If it was true that a Chinese company run by one of the country’s leading agronomists has developed a new rice that delivers nearly 14 tons per hectare, it would be staggeringly good news. This would indeed be a miracle grain, since most Chinese rice yields are only 6 metric tons per hectare or less.
Unfortunately the story heralding the breakthrough failed to mention one important fact. The rice, developed by a team led by Dr Yuan Longping in test plots in the southern province of Hunan, also apparently requires more than twice as much fertilizer as conventional rice does – as much as 250 kilograms of nitrogen per hectare, compared to about 120 kg used in India, other agronomists say.
For more than a decade, China has been the world’s biggest producer of fertilizers, which environmentalists say is destroying the country’s soils and turning its rivers and lakes into nightmares of bright green algae.
Since the 1980s agricultural yields have leapt upwards in China, as has the nation’s use of chemical fertilizers. China consumed 32.6 million metric tons of nitrogen fertilizer in 2007, a 191 percent increase over 1981, according to a Feb. 11, 2010 article in Nature News by Natasha Gilbert. Nitrogen contributes to soil acidity.
There is rising concern that fertilizer overuse could lead to falling productivity as the soil is depleted, threatening China’s food security. The country has only 9 percent of the world’s arable land and is feeding 23 percent of the world’s people on it, meaning that agriculture production is some of the most intensive on the planet.
According to Sources of Chinese Economic Growth, 1978-1996, written by Chris Bramall and published by Oxford University Press, China’s farm soils largely had severe nitrogen deficiencies. The rapid introduction of fertilizer, to which dwarf hybrids reacted vigorously, changed that dramatically. The Chinese government’s purchase of large ammonia-urea fertilizer plants, which went into production beginning in 1974, meant an explosion in crop productivity.
However, it didn’t take long for agricultural land to swing from nitrogen deficiency to nitrogen overload. According to a study, “Fertilizer is Acidifying Chinese Land” by Mara Hvistendahl, published on 11 Feb. 2010 in ScienceNOW, “for nearly all soil types found in China, soil pH has dropped 0.13 to 0.80 units since the early 1980s.” A drop on that scale normally takes hundreds of thousands of years, Hvistendahl writes.
“Beginning in the 1970s, Chinese farmers applied ever-increasing amounts of fertilizer with the hope that it would lead to bigger harvests. Instead of high yield, however they got water and air pollution. Today, agricultural experts estimate that in many parts of China, fertilizer use can be slashed by up to 60 percent.”
Yuan is one of the most admired men in China.

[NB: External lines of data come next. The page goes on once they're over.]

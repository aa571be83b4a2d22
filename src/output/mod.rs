//! Output generation for the crosscheck CLI application

use serde::Serialize;
use tinytemplate::{format_unescaped, TinyTemplate};
use tracing::debug;

use crosscheck::checking::Recipes;
use crosscheck::problem::{Finding, Report};
use crosscheck::rendering::{Render, Syntax};

static SUMMARY: &str = "{heading}\n{{ for line in lines }}{line}\n{{ endfor }}";

static RECIPES: &str = "{{ for line in lines }}{line}\n{{ endfor }}{heading}\n";

#[derive(Serialize)]
struct Context {
    heading: String,
    lines: Vec<String>,
}

fn fill(name: &'static str, template: &'static str, context: &Context) -> Result<String, tinytemplate::error::Error> {
    let mut tt = TinyTemplate::new();
    tt.set_default_formatter(&format_unescaped);
    tt.add_template(name, template)?;
    tt.render(name, context)
}

fn entry(renderer: &impl Render, bullet: &str, syntax: Syntax, finding: &Finding) -> String {
    format!(
        " {} {}: {}",
        renderer.style(syntax, bullet),
        renderer.style(
            Syntax::Locator,
            &finding
                .locator
                .to_string()
        ),
        finding
            .problem
            .message()
    )
}

/// The result of a whole audit: a heading, then errors as ` - ` lines and
/// warnings as ` ~ ` lines.
pub fn summary(renderer: &impl Render, report: &Report) -> Result<String, tinytemplate::error::Error> {
    let heading = if report.is_clean() {
        renderer.style(Syntax::Passed, "Validation passed.")
    } else {
        renderer.style(Syntax::Failed, "Validation failed:")
    };

    let mut lines: Vec<String> = report
        .errors()
        .map(|finding| entry(renderer, "-", Syntax::Bullet, finding))
        .collect();
    lines.extend(
        report
            .warnings()
            .map(|finding| entry(renderer, "~", Syntax::Warning, finding)),
    );

    debug!("Rendering {} lines", lines.len());
    fill("summary", SUMMARY, &Context { heading, lines })
}

/// The result of validating recipes: one `ERROR:` or `WARN:` line per
/// finding then a tally.
pub fn recipes(renderer: &impl Render, recipes: &Recipes) -> Result<String, tinytemplate::error::Error> {
    let lines = recipes
        .findings
        .iter()
        .map(|finding| {
            if finding.is_error() {
                format!("{} {}", renderer.style(Syntax::Failed, "ERROR:"), finding)
            } else {
                format!("{} {}", renderer.style(Syntax::Warning, "WARN:"), finding)
            }
        })
        .collect();

    let errors = recipes.errors();
    let warnings = recipes.warnings();

    let heading = if errors > 0 {
        format!(
            "{} {} error(s), {} warning(s)",
            renderer.style(Syntax::Failed, "Validation failed:"),
            renderer.style(Syntax::Count, &errors.to_string()),
            renderer.style(Syntax::Count, &warnings.to_string())
        )
    } else {
        format!(
            "{} {} recipe(s), {} warning(s)",
            renderer.style(Syntax::Passed, "Validation OK:"),
            renderer.style(Syntax::Count, &recipes.count.to_string()),
            renderer.style(Syntax::Count, &warnings.to_string())
        )
    };

    fill("recipes", RECIPES, &Context { heading, lines })
}
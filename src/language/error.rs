use std::{fmt, io, path::Path};

#[derive(Debug, Clone, PartialEq, Eq)]
pub struct LoadingError<'i> {
    pub problem: String,
    pub details: String,
    pub filename: &'i Path,
}

impl<'i> LoadingError<'i> {
    /// Classify an I/O failure encountered while reading the given file.
    pub fn from_io(error: &io::Error, filename: &'i Path) -> LoadingError<'i> {
        match error.kind() {
            io::ErrorKind::NotFound => LoadingError {
                problem: "File not found".to_string(),
                details: String::new(),
                filename,
            },
            _ => LoadingError {
                problem: "Failed reading".to_string(),
                details: error
                    .kind()
                    .to_string(),
                filename,
            },
        }
    }
}

impl<'i> fmt::Display for LoadingError<'i> {
    fn fmt(&self, f: &mut fmt::Formatter<'_>) -> fmt::Result {
        if self
            .details
            .is_empty()
        {
            write!(f, "{}", self.problem)
        } else {
            write!(f, "{}: {}", self.problem, self.details)
        }
    }
}
//! Double-quoted string literals and their escape sequences

use std::ops::Range;

use super::scanner::{Scanner, Token};

/// A decoded string literal. The span covers the literal in the text it was
/// read from, including both quote characters.
#[derive(Debug, Clone, PartialEq, Eq)]
pub struct StringLiteral {
    pub value: String,
    pub span: Range<usize>,
    pub unrecognized: Vec<char>,
    pub terminated: bool,
}

/// Extract every double-quoted literal in the expression, in order,
/// regardless of what surrounds them. A literal still open at the end of
/// the expression is included, marked as not terminated.
pub fn quoted_literals(expr: &str) -> Vec<StringLiteral> {
    let mut literals = Vec::new();
    let mut position = 0;

    while let Some(found) = expr[position..].find('"') {
        let literal = read_literal(expr, position + found);
        position = literal
            .span
            .end;
        literals.push(literal);
    }

    literals
}

/// The literal at the very start of the text, if the text begins with a
/// quote.
pub fn leading_literal(text: &str) -> Option<StringLiteral> {
    if text.starts_with('"') {
        Some(read_literal(text, 0))
    } else {
        None
    }
}

// Decode the literal whose opening quote is at `start`.
fn read_literal(text: &str, start: usize) -> StringLiteral {
    let mut scanner = Scanner::new();
    scanner.step('"');

    let mut value = String::new();
    let mut unrecognized = Vec::new();
    let mut end = None;

    for (i, c) in text[start + 1..].char_indices() {
        let escaped = scanner.escaped();
        if scanner.step(c) == Token::Quote {
            end = Some(start + 1 + i + 1);
            break;
        }

        if escaped {
            match c {
                '\\' => value.push('\\'),
                '"' => value.push('"'),
                'n' => value.push('\n'),
                't' => value.push('\t'),
                other => {
                    value.push('\\');
                    value.push(other);
                    unrecognized.push(other);
                }
            }
        } else if !scanner.escaped() {
            value.push(c);
        }
    }

    if scanner.escaped() {
        value.push('\\');
    }

    StringLiteral {
        value,
        span: start..end.unwrap_or(text.len()),
        unrecognized,
        terminated: end.is_some(),
    }
}

/// Succeeds only if the expression, once trimmed, is exactly one complete
/// string literal. Concatenations, identifiers, method calls, and multiple
/// literals are all "not a literal", which is a normal outcome for the
/// caller to handle rather than an error.
pub fn parse_single_literal(expr: &str) -> Option<StringLiteral> {
    let trimmed = expr.trim();
    if !trimmed.starts_with('"') {
        return None;
    }

    let mut literals = quoted_literals(trimmed);
    if literals.len() != 1 {
        return None;
    }

    let mut literal = literals.remove(0);
    if !literal.terminated || literal.span.end != trimmed.len() {
        return None;
    }

    let leading = expr.len()
        - expr
            .trim_start()
            .len();
    literal.span = literal.span.start + leading..literal.span.end + leading;
    Some(literal)
}

/// The values of every literal in the expression, whatever list syntax
/// surrounds them.
pub fn parse_literal_list(expr: &str) -> Vec<String> {
    quoted_literals(expr)
        .into_iter()
        .map(|literal| literal.value)
        .collect()
}

/// Render a value back into literal form, quotes included.
pub fn encode_literal(value: &str) -> String {
    let mut result = String::with_capacity(value.len() + 2);
    result.push('"');
    for c in value.chars() {
        match c {
            '\\' => result.push_str("\\\\"),
            '"' => result.push_str("\\\""),
            '\n' => result.push_str("\\n"),
            '\t' => result.push_str("\\t"),
            _ => result.push(c),
        }
    }
    result.push('"');
    result
}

He is the recipient of the World Food prize, the 2001 Magsaysay Award, the China State Supreme Science and Technology Award, the United National Food and Agriculture Organization Medal of Honor for Food Security and the 2004 Wolf Prize in Agriculture. His commercial hybrid rice variety, called Nan-you no. 2, is credited with helping to feed an extra 60 million more people in China alone.

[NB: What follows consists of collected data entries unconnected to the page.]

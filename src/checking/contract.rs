//! The request/response contract between the UI client and the server.
//!
//! Neither side shares a schema with the other; each is scanned on its own
//! for the call sites that send or handle a message, and the resulting
//! identifier sets are compared in both directions.

use std::collections::BTreeSet;
use tracing::debug;

use crate::parsing::{calls, keyword_literals, parse_single_literal, CallMarker};
use crate::problem::{Finding, Locator};

/// Requests are named with this prefix; other `case` labels in the server
/// belong to unrelated switches.
pub const REQUEST_PREFIX: &str = "get_";

/// Responses the server produces without the client having asked for them
/// by name. They are treated as sent so that the client's handlers for
/// them are not reported. If the contract changes so that these become
/// ordinary requests, they should be removed from this list.
pub const SERVER_INTERNAL_RESPONSES: &[&str] = &["ui_autotest_start", "open_main_menu"];

#[derive(Debug, Clone, PartialEq, Eq)]
pub enum ContractProblem {
    UnhandledRequests(Vec<String>),
    UnrequestedHandlers(Vec<String>),
    UnhandledResponses(Vec<String>),
    UnsentResponses(Vec<String>),
}

impl ContractProblem {
    pub fn message(&self) -> String {
        match self {
            ContractProblem::UnhandledRequests(names) => {
                format!("no handlers for {}", names.join(", "))
            }
            ContractProblem::UnrequestedHandlers(names) => {
                format!("handlers with no client request: {}", names.join(", "))
            }
            ContractProblem::UnhandledResponses(names) => {
                format!("client does not handle {}", names.join(", "))
            }
            ContractProblem::UnsentResponses(names) => {
                format!("handlers with no server response: {}", names.join(", "))
            }
        }
    }
}

/// What the client sends and what it knows how to receive.
#[derive(Debug, Clone, Default, PartialEq, Eq)]
pub struct ClientSide {
    pub requests: BTreeSet<String>,
    pub handled: BTreeSet<String>,
}

/// What the server handles and what it sends back.
#[derive(Debug, Clone, Default, PartialEq, Eq)]
pub struct ServerSide {
    pub handled: BTreeSet<String>,
    pub responses: BTreeSet<String>,
}

// The literal second argument of every call to `name`.
fn second_literals(text: &str, name: &str) -> Vec<String> {
    calls(text, CallMarker::call(name))
        .into_iter()
        .filter_map(|(_, arguments)| {
            let argument = arguments.get(1)?;
            parse_single_literal(argument).map(|literal| literal.value)
        })
        .collect()
}

/// Requests issued through `sendToServer(channel, "get_...", ...)` and,
/// as shorthand, `requestUpdate("x")` for request `get_x`. Responses
/// handled are the labels of every `case "..."` arm.
pub fn scan_client(text: &str) -> ClientSide {
    let mut client = ClientSide::default();

    for name in second_literals(text, "sendToServer") {
        if name.starts_with(REQUEST_PREFIX) && name.len() > REQUEST_PREFIX.len() {
            client
                .requests
                .insert(name);
        }
    }

    for (_, arguments) in calls(text, CallMarker::call("requestUpdate")) {
        if let [argument] = arguments.as_slice() {
            if let Some(literal) = parse_single_literal(argument) {
                if !literal
                    .value
                    .is_empty()
                {
                    client
                        .requests
                        .insert(format!("{}{}", REQUEST_PREFIX, literal.value));
                }
            }
        }
    }

    for literal in keyword_literals(text, "case") {
        if !literal
            .value
            .is_empty()
        {
            client
                .handled
                .insert(literal.value);
        }
    }

    debug!(
        "Client: {} requests, {} handled responses",
        client
            .requests
            .len(),
        client
            .handled
            .len()
    );
    client
}

/// Requests handled are the `case "get_..."` labels; responses are sent
/// through `sendData(player, "name", ...)`.
pub fn scan_server(text: &str) -> ServerSide {
    let mut server = ServerSide::default();

    for literal in keyword_literals(text, "case") {
        let name = literal.value;
        if name.starts_with(REQUEST_PREFIX) && name.len() > REQUEST_PREFIX.len() {
            server
                .handled
                .insert(name);
        }
    }

    for name in second_literals(text, "sendData") {
        if !name.is_empty() {
            server
                .responses
                .insert(name);
        }
    }

    debug!(
        "Server: {} handled requests, {} responses",
        server
            .handled
            .len(),
        server
            .responses
            .len()
    );
    server
}

fn difference(left: &BTreeSet<String>, right: &BTreeSet<String>) -> Vec<String> {
    left.difference(right)
        .cloned()
        .collect()
}

/// Report every asymmetry between the two sides. There are four
/// independent checks, always made in the same order, and each one is a
/// one-way set difference.
pub fn compare(client: &ClientSide, server: &ServerSide) -> Vec<Finding> {
    let mut findings = Vec::new();

    let missing_on_server = difference(&client.requests, &server.handled);
    if !missing_on_server.is_empty() {
        findings.push(Finding::error(
            Locator::artifact("UI->Server"),
            ContractProblem::UnhandledRequests(missing_on_server),
        ));
    }

    let server_only = difference(&server.handled, &client.requests);
    if !server_only.is_empty() {
        findings.push(Finding::error(
            Locator::artifact("Server"),
            ContractProblem::UnrequestedHandlers(server_only),
        ));
    }

    let mut responses = server
        .responses
        .clone();
    responses.extend(
        SERVER_INTERNAL_RESPONSES
            .iter()
            .map(|name| name.to_string()),
    );

    let missing_on_client = difference(&responses, &client.handled);
    if !missing_on_client.is_empty() {
        findings.push(Finding::error(
            Locator::artifact("Server->UI"),
            ContractProblem::UnhandledResponses(missing_on_client),
        ));
    }

    let client_only = difference(&client.handled, &responses);
    if !client_only.is_empty() {
        findings.push(Finding::error(
            Locator::artifact("UI"),
            ContractProblem::UnsentResponses(client_only),
        ));
    }

    findings
}

pub fn validate_contract(client: &str, server: &str) -> Vec<Finding> {
    compare(&scan_client(client), &scan_server(server))
}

Yuan began his research in the 1970s with a dwarf rice, a commercial hybrid variety called Nan-you No. 2, which dramatically increased crop yield, and is credited with helping feed an extra 60 million more people per year in China alone. It is estimated that as much as 60 percent of the rice grown n China was developed by Dr Yuan and his team. He has spent the last 30 years teaching his techniques to thousands of scientists and researchers in over 25 countries in Asia, Africa and the Americas. He is the 2004 recipient of the World Food Prize, the 2001 Magsaysay Award, China’s State Supreme Science and Technology Award (often referred to as the "Nobel Prize of China"), the UN FAO Medal of Honor for Food Security, and the 2004 Wolf Prize in Agriculture.
According to the website of Yuan Longping High-Tech Agriculture Co.,Ltd, Dr Yuan’s company, “Better farming practices, including the use of high quality fertilizers that produces higher crop yields will allow farmers to divert cultivated land areas to cash crops while maintaining their grain quotas.”
By contrast, scientists at the Chinese Academy of Agricultural Scientists in Beijing, in cooperation with the International Rice Research Institute n the Philippines, have spent nearly 14 years seeking to develop a high-yielding rice that uses neither fertilizers nor pesticides. The process involves the painstaking crossbreeding of hundreds of strains of rice to fashion plants that are resistant to diseases and bugs, need no fertilizer and raise yields dramatically. Their experiments have led to rice that can increase yields to as much as six metric tons per hectare in Africa, higher in Asia where agricultural methods are more advanced.
Both Yuan’s rice and the Chinese Academy’s version are classified as hybrids rather than genetically modified varieties because they are being produced without using modern genetic techniques. Sales of GM rice are banned in China.